東京大学先端科学技術研究センターROLESは、研究会「ユーラシア諸地域の内在論理」の活動の一環として、7月23−27日にかけて、川島真・東京大学大学院総合文化研究科教授(同研究会座長)と青木(岡部)まき・日本貿易振興機構アジア経済研究所(同研究会メンバー)を、調査訪問のために東北タイに派遣した。
訪問の主たる目的は、中国・タイ間の高速鉄道の建設・開通が東北タイの社会に及ぼす影響の実地調査である。
現在建設中の中国とタイとを結ぶ高速鉄道に対してタイ東北地方の諸主体が抱く期待や不安、対中認識や中国の関与の実態について、現地のインフォーマントにヒアリングと意見交換を行い、専門家と共に中国とASEANとの関係について意見聴取・意見交換を行った。
現地での調査は、マハーサーラカーム大学政治行政学院(COPAG)副学部長のSunyarat Meesuwan准教授 による協力の下に実施された。調査・意見交換対象は、タイの東北地方コンケーン県およびマハーサーラカーム県の大学や地方政府機関、現地企業、在外公館(領事館)などである。
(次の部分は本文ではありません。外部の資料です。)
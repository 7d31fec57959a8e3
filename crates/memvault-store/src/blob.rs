//! Content blob storage.
//!
//! Index snapshots are opaque byte blobs. They are written once under a
//! fresh id and never overwritten in place; readers resolve the id
//! through the routing prefix.

use crate::error::{Error, Result};
use async_trait::async_trait;
use serde::{Deserialize, Serialize};
use sha2::{Digest, Sha256};
use sqlx::sqlite::{SqlitePool, SqlitePoolOptions};
use sqlx::Row;
use std::collections::HashMap;
use std::sync::Arc;
use std::time::Duration;
use tracing::{debug, info};

/// Metadata map attached to a blob.
pub type BlobMeta = HashMap<String, String>;

/// Where a blob id routes to.
#[derive(Debug, Clone, Copy, PartialEq, Eq)]
pub enum BlobLocation {
    /// Local KV, `local_` prefix
    Local,
    /// Local KV, `demo_` prefix (throwaway demo data)
    Demo,
    /// Remote content-addressed service
    Remote,
}

/// A blob identifier carrying its routing prefix.
#[derive(Debug, Clone, PartialEq, Eq, Hash, Serialize, Deserialize)]
#[serde(transparent)]
pub struct BlobId(String);

impl BlobId {
    /// Wrap an existing id string.
    pub fn new(id: impl Into<String>) -> Self {
        Self(id.into())
    }

    /// The raw id string.
    pub fn as_str(&self) -> &str {
        &self.0
    }

    /// Route by prefix: `local_` and `demo_` stay on-device, anything
    /// else is treated as a remote content digest.
    pub fn location(&self) -> BlobLocation {
        if self.0.starts_with("local_") {
            BlobLocation::Local
        } else if self.0.starts_with("demo_") {
            BlobLocation::Demo
        } else {
            BlobLocation::Remote
        }
    }
}

impl std::fmt::Display for BlobId {
    fn fmt(&self, f: &mut std::fmt::Formatter<'_>) -> std::fmt::Result {
        write!(f, "{}", self.0)
    }
}

/// Content-addressed object store.
#[async_trait]
pub trait BlobStore: Send + Sync {
    /// Store `content` and return its id.
    async fn put(&self, content: &[u8], meta: &BlobMeta) -> Result<BlobId>;

    /// Fetch a blob's content.
    async fn get(&self, id: &BlobId) -> Result<Vec<u8>>;

    /// Whether a blob exists.
    async fn exists(&self, id: &BlobId) -> Result<bool>;
}

// ── Local store ─────────────────────────────────────────────────

/// SQLite-backed local blob KV with prefixed ids.
pub struct LocalBlobStore {
    pool: SqlitePool,
    prefix: &'static str,
}

impl LocalBlobStore {
    /// Open (or create) a local blob store at the given path.
    pub async fn from_path(db_path: &std::path::Path) -> Result<Self> {
        if let Some(parent) = db_path.parent() {
            std::fs::create_dir_all(parent).map_err(|e| Error::Storage(format!("mkdir: {e}")))?;
        }
        let url = format!("sqlite:{}?mode=rwc", db_path.display());
        let pool = SqlitePoolOptions::new()
            .max_connections(5)
            .connect(&url)
            .await?;
        sqlx::query("PRAGMA journal_mode=WAL").execute(&pool).await?;
        let store = Self { pool, prefix: "local_" };
        store.run_migrations().await?;
        info!("Local blob store initialized at {}", db_path.display());
        Ok(store)
    }

    /// In-memory store (for tests).
    pub async fn in_memory() -> Result<Self> {
        let pool = SqlitePoolOptions::new()
            .max_connections(1)
            .connect("sqlite::memory:")
            .await?;
        let store = Self { pool, prefix: "local_" };
        store.run_migrations().await?;
        debug!("In-memory blob store initialized");
        Ok(store)
    }

    /// Switch to the `demo_` id prefix.
    pub fn with_demo_prefix(mut self) -> Self {
        self.prefix = "demo_";
        self
    }

    async fn run_migrations(&self) -> Result<()> {
        sqlx::query(
            "CREATE TABLE IF NOT EXISTS blobs (
                id         TEXT PRIMARY KEY,
                content    BLOB NOT NULL,
                meta       TEXT NOT NULL DEFAULT '{}',
                created_at TEXT NOT NULL
            )",
        )
        .execute(&self.pool)
        .await?;
        Ok(())
    }
}

#[async_trait]
impl BlobStore for LocalBlobStore {
    async fn put(&self, content: &[u8], meta: &BlobMeta) -> Result<BlobId> {
        let id = BlobId::new(format!("{}{}", self.prefix, uuid::Uuid::new_v4()));
        let meta_json = serde_json::to_string(meta)?;
        sqlx::query("INSERT INTO blobs (id, content, meta, created_at) VALUES (?1, ?2, ?3, ?4)")
            .bind(id.as_str())
            .bind(content)
            .bind(&meta_json)
            .bind(chrono::Utc::now().to_rfc3339())
            .execute(&self.pool)
            .await?;
        debug!(id = %id, bytes = content.len(), "Stored local blob");
        Ok(id)
    }

    async fn get(&self, id: &BlobId) -> Result<Vec<u8>> {
        let row = sqlx::query("SELECT content FROM blobs WHERE id = ?1")
            .bind(id.as_str())
            .fetch_optional(&self.pool)
            .await?;
        match row {
            Some(row) => Ok(row.try_get::<Vec<u8>, _>("content")?),
            None => Err(Error::NotFound(format!("blob {id}"))),
        }
    }

    async fn exists(&self, id: &BlobId) -> Result<bool> {
        let row = sqlx::query("SELECT 1 FROM blobs WHERE id = ?1")
            .bind(id.as_str())
            .fetch_optional(&self.pool)
            .await?;
        Ok(row.is_some())
    }
}

// ── Remote store ────────────────────────────────────────────────

/// Remote content-addressed blob service over HTTP.
///
/// Ids are the SHA-256 digest of the content, so `put` is idempotent
/// and a blob can never be overwritten with different bytes.
pub struct RemoteBlobStore {
    client: reqwest::Client,
    base_url: String,
    timeout: Duration,
}

impl RemoteBlobStore {
    /// Create a client for the service at `base_url`.
    pub fn new(base_url: impl Into<String>, timeout: Duration) -> Result<Self> {
        let client = reqwest::Client::builder()
            .timeout(timeout)
            .build()
            .map_err(|e| Error::Network(format!("client init: {e}")))?;
        Ok(Self {
            client,
            base_url: base_url.into().trim_end_matches('/').to_string(),
            timeout,
        })
    }

    fn blob_url(&self, id: &str) -> String {
        format!("{}/v1/blobs/{}", self.base_url, id)
    }

    fn map_err(&self, e: reqwest::Error) -> Error {
        if e.is_timeout() {
            Error::Timeout(self.timeout.as_millis() as u64)
        } else {
            Error::Network(e.to_string())
        }
    }
}

#[async_trait]
impl BlobStore for RemoteBlobStore {
    async fn put(&self, content: &[u8], meta: &BlobMeta) -> Result<BlobId> {
        let digest = Sha256::digest(content);
        let id = format!("{digest:x}");
        let meta_json = serde_json::to_string(meta)?;
        let resp = self
            .client
            .put(self.blob_url(&id))
            .header("x-blob-meta", meta_json)
            .body(content.to_vec())
            .send()
            .await
            .map_err(|e| self.map_err(e))?;
        if !resp.status().is_success() {
            return Err(Error::Storage(format!(
                "blob put failed with status {}",
                resp.status()
            )));
        }
        debug!(id = %id, bytes = content.len(), "Stored remote blob");
        Ok(BlobId::new(id))
    }

    async fn get(&self, id: &BlobId) -> Result<Vec<u8>> {
        let resp = self
            .client
            .get(self.blob_url(id.as_str()))
            .send()
            .await
            .map_err(|e| self.map_err(e))?;
        if resp.status() == reqwest::StatusCode::NOT_FOUND {
            return Err(Error::NotFound(format!("blob {id}")));
        }
        if !resp.status().is_success() {
            return Err(Error::Storage(format!(
                "blob get failed with status {}",
                resp.status()
            )));
        }
        let bytes = resp.bytes().await.map_err(|e| self.map_err(e))?;
        Ok(bytes.to_vec())
    }

    async fn exists(&self, id: &BlobId) -> Result<bool> {
        let resp = self
            .client
            .head(self.blob_url(id.as_str()))
            .send()
            .await
            .map_err(|e| self.map_err(e))?;
        Ok(resp.status().is_success())
    }
}

// ── Routing store ───────────────────────────────────────────────

/// Routes blob reads by id prefix; writes go to the primary store.
pub struct RoutedBlobStore {
    local: Arc<dyn BlobStore>,
    remote: Option<Arc<dyn BlobStore>>,
}

impl RoutedBlobStore {
    /// Create a router over a local store and an optional remote one.
    pub fn new(local: Arc<dyn BlobStore>, remote: Option<Arc<dyn BlobStore>>) -> Self {
        Self { local, remote }
    }

    fn route(&self, id: &BlobId) -> Result<&Arc<dyn BlobStore>> {
        match id.location() {
            BlobLocation::Local | BlobLocation::Demo => Ok(&self.local),
            BlobLocation::Remote => self
                .remote
                .as_ref()
                .ok_or_else(|| Error::Storage(format!("no remote store configured for blob {id}"))),
        }
    }
}

#[async_trait]
impl BlobStore for RoutedBlobStore {
    async fn put(&self, content: &[u8], meta: &BlobMeta) -> Result<BlobId> {
        self.local.put(content, meta).await
    }

    async fn get(&self, id: &BlobId) -> Result<Vec<u8>> {
        self.route(id)?.get(id).await
    }

    async fn exists(&self, id: &BlobId) -> Result<bool> {
        self.route(id)?.exists(id).await
    }
}

#[cfg(test)]
mod tests {
    use super::*;

    #[tokio::test]
    async fn test_local_put_get_roundtrip() {
        let store = LocalBlobStore::in_memory().await.unwrap();
        let mut meta = BlobMeta::new();
        meta.insert("kind".into(), "snapshot".into());

        let id = store.put(b"hello blob", &meta).await.unwrap();
        assert!(id.as_str().starts_with("local_"));
        assert_eq!(id.location(), BlobLocation::Local);

        let content = store.get(&id).await.unwrap();
        assert_eq!(content, b"hello blob");
        assert!(store.exists(&id).await.unwrap());
    }

    #[tokio::test]
    async fn test_missing_blob() {
        let store = LocalBlobStore::in_memory().await.unwrap();
        let id = BlobId::new("local_nope");
        assert!(!store.exists(&id).await.unwrap());
        assert!(matches!(store.get(&id).await, Err(Error::NotFound(_))));
    }

    #[tokio::test]
    async fn test_demo_prefix() {
        let store = LocalBlobStore::in_memory().await.unwrap().with_demo_prefix();
        let id = store.put(b"demo", &BlobMeta::new()).await.unwrap();
        assert!(id.as_str().starts_with("demo_"));
        assert_eq!(id.location(), BlobLocation::Demo);
    }

    #[tokio::test]
    async fn test_distinct_ids_per_put() {
        let store = LocalBlobStore::in_memory().await.unwrap();
        let a = store.put(b"same", &BlobMeta::new()).await.unwrap();
        let b = store.put(b"same", &BlobMeta::new()).await.unwrap();
        assert_ne!(a, b);
    }

    #[test]
    fn test_remote_location() {
        let id = BlobId::new("9f86d081884c7d659a2feaa0c55ad015");
        assert_eq!(id.location(), BlobLocation::Remote);
    }

    #[tokio::test]
    async fn test_routed_store_falls_back_to_local() {
        let local: Arc<dyn BlobStore> = Arc::new(LocalBlobStore::in_memory().await.unwrap());
        let routed = RoutedBlobStore::new(Arc::clone(&local), None);

        let id = routed.put(b"routed", &BlobMeta::new()).await.unwrap();
        assert_eq!(routed.get(&id).await.unwrap(), b"routed");

        // Remote-shaped id without a remote store is an error
        let remote_id = BlobId::new("abcdef0123456789");
        assert!(routed.get(&remote_id).await.is_err());
    }
}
これらの意見交換やインタビューを通じて、東北タイにおける中国観、また高速鉄道開通によって生じると考えられている生産、物流、あるいは不動産価格の変容について聴取することができた。そこでは、ラオスとの違い、すなわちタイの自主性が強調されながらも、同時に自主性を重視するからこそ様々な計画に多くの時間を要するといった事情も理解できた。詳細は研究会にて報告する予定である。